For this exercise, restate word for word only the lines from the first line of the data to the line containing "use crate::domain::availability::LedgerSnapshot;".

Entries taken from a collection:
- Opening Delimiter -

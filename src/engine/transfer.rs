// ==========================================
// 预算承诺控制引擎 - 调拨执行器
// ==========================================
// PENDING -> EXECUTED 恰好一次:
// 锁定双方预算线 -> 最新快照 -> 校验调出方 -> 单一事务
// (状态 CAS、双方 dotation_actuelle、流水、调用方钩子)
// ==========================================

use std::sync::Arc;

use chrono::{NaiveDateTime, Utc};
use rusqlite::Transaction;
use rust_decimal::Decimal;
use tracing::{info, instrument, warn};

use crate::domain::availability::LedgerSnapshot;
use crate::domain::budget_line::LineTotalsUpdate;
use crate::domain::movement::BudgetMovement;
use crate::domain::transfer::CreditTransfer;
use crate::domain::types::{MovementType, TransferStatus};
use crate::engine::availability::AvailabilityCalculator;
use crate::engine::error::{CommitmentError, CommitmentResult};
use crate::engine::line_lock::LineLockRegistry;
use crate::engine::repositories::{snapshot_for, LedgerRepositories};
use crate::engine::validator::AllocationCheck;
use crate::repository::{BudgetLineRepository, MovementRepository, TransferRepository};

pub struct TransferExecutor {
    repos: LedgerRepositories,
    locks: Arc<LineLockRegistry>,
}

impl TransferExecutor {
    pub fn new(repos: LedgerRepositories, locks: Arc<LineLockRegistry>) -> Self {
        Self { repos, locks }
    }

    pub fn execute(&self, transfer_id: &str, actor: &str) -> CommitmentResult<CreditTransfer> {
        self.execute_with(transfer_id, actor, |_, _| Ok(()))
    }

    /// 执行待执行的调拨
    ///
    /// # 错误
    /// - `NotFound`: 调拨或预算线不存在
    /// - `InvalidRequest`: 调拨不处于待执行状态
    /// - `InsufficientFunds`: 调出方 disponible_net 低于金额
    /// - `ConcurrencyConflict`: 锁超时,或调拨、预算线已变化
    #[instrument(skip(self, on_commit))]
    pub fn execute_with<F>(
        &self,
        transfer_id: &str,
        actor: &str,
        on_commit: F,
    ) -> CommitmentResult<CreditTransfer>
    where
        F: FnOnce(&Transaction, &CreditTransfer) -> CommitmentResult<()>,
    {
        let transfer = self.load_pending(transfer_id)?;
        let line_ids = transfer.line_ids();
        let _locks = self.locks.acquire(&line_ids)?;

        // 等待期间可能已有其他执行者完成
        let transfer = self.load_pending(transfer_id)?;
        let snapshots = self.repos.load_snapshots(transfer.exercice, &line_ids)?;

        if let Some(from) = &transfer.from_budget_line_id {
            let source = snapshot_for(&snapshots, from)?;
            check_source(source, &transfer)?;
        }

        let now = Utc::now().naive_utc();
        let mut executed = transfer.clone();
        executed.status = TransferStatus::Executed;
        executed.executed_by = Some(actor.to_string());
        executed.executed_at = Some(now);

        self.repos.unit_of_work.run(|tx| -> CommitmentResult<()> {
            if !TransferRepository::mark_executed_tx(tx, &transfer.transfer_id, actor, now)? {
                return Err(CommitmentError::conflict(format!(
                    "transfer {} is no longer pending",
                    transfer.code
                )));
            }

            if let Some(from) = &transfer.from_budget_line_id {
                shift_allocation_tx(
                    tx,
                    snapshot_for(&snapshots, from)?,
                    -transfer.amount,
                    MovementType::TransferOut,
                    &transfer.transfer_id,
                    actor,
                    now,
                )?;
            }
            shift_allocation_tx(
                tx,
                snapshot_for(&snapshots, &transfer.to_budget_line_id)?,
                transfer.amount,
                MovementType::TransferIn,
                &transfer.transfer_id,
                actor,
                now,
            )?;

            on_commit(tx, &executed)
        })?;

        info!(
            code = %executed.code,
            amount = %executed.amount,
            from = ?executed.from_budget_line_id,
            to = %executed.to_budget_line_id,
            "transfer executed"
        );
        Ok(executed)
    }

    fn load_pending(&self, transfer_id: &str) -> CommitmentResult<CreditTransfer> {
        let transfer = self
            .repos
            .transfer_repo
            .find_by_id(transfer_id)?
            .ok_or_else(|| CommitmentError::not_found("CreditTransfer", transfer_id))?;

        if !transfer.is_pending() {
            return Err(CommitmentError::InvalidRequest(format!(
                "transfer {} is {}, only PENDING transfers can change",
                transfer.code, transfer.status
            )));
        }
        Ok(transfer)
    }
}

fn check_source(source: &LedgerSnapshot, transfer: &CreditTransfer) -> CommitmentResult<()> {
    let breakdown = AvailabilityCalculator::compute(source, None);
    if breakdown.covers(transfer.amount) {
        return Ok(());
    }

    let deficit = breakdown.deficit_for(transfer.amount);
    warn!(
        code = %transfer.code,
        source = %breakdown.code,
        disponible_net = %breakdown.disponible_net,
        %deficit,
        "transfer source cannot cover the amount"
    );
    Err(CommitmentError::InsufficientFunds {
        deficit,
        shortfalls: vec![AllocationCheck {
            budget_line_id: breakdown.budget_line_id.clone(),
            code: breakdown.code.clone(),
            amount: transfer.amount,
            disponible_net: breakdown.disponible_net,
            sufficient: false,
            deficit,
        }],
    })
}

/// 按 `delta` 调整单条预算线的 dotation_actuelle 并记流水
fn shift_allocation_tx(
    tx: &Transaction,
    snapshot: &LedgerSnapshot,
    delta: Decimal,
    movement_type: MovementType,
    transfer_id: &str,
    actor: &str,
    now: NaiveDateTime,
) -> CommitmentResult<()> {
    let before = AvailabilityCalculator::compute(snapshot, None);

    let mut update = LineTotalsUpdate::from_line(&snapshot.line);
    update.current_allocation = before.dotation_actuelle + delta;
    BudgetLineRepository::update_totals_tx(tx, &update, now)?;

    MovementRepository::insert_tx(
        tx,
        &BudgetMovement::new(
            &snapshot.line.budget_line_id,
            movement_type,
            delta,
            (before.disponible_net, before.disponible_net + delta),
            transfer_id,
            actor,
            now,
        ),
    )?;
    Ok(())
}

- Closing Delimiter -

**Solution to this task:**
filename src/engine/transfer.rs
// ==========================================
// 预算承诺控制引擎 - 调拨执行器
// ==========================================
// PENDING -> EXECUTED 恰好一次:
// 锁定双方预算线 -> 最新快照 -> 校验调出方 -> 单一事务
// (状态 CAS、双方 dotation_actuelle、流水、调用方钩子)
// ==========================================

use std::sync::Arc;

use chrono::{NaiveDateTime, Utc};
use rusqlite::Transaction;
use rust_decimal::Decimal;
use tracing::{info, instrument, warn};

use crate::domain::availability::LedgerSnapshot;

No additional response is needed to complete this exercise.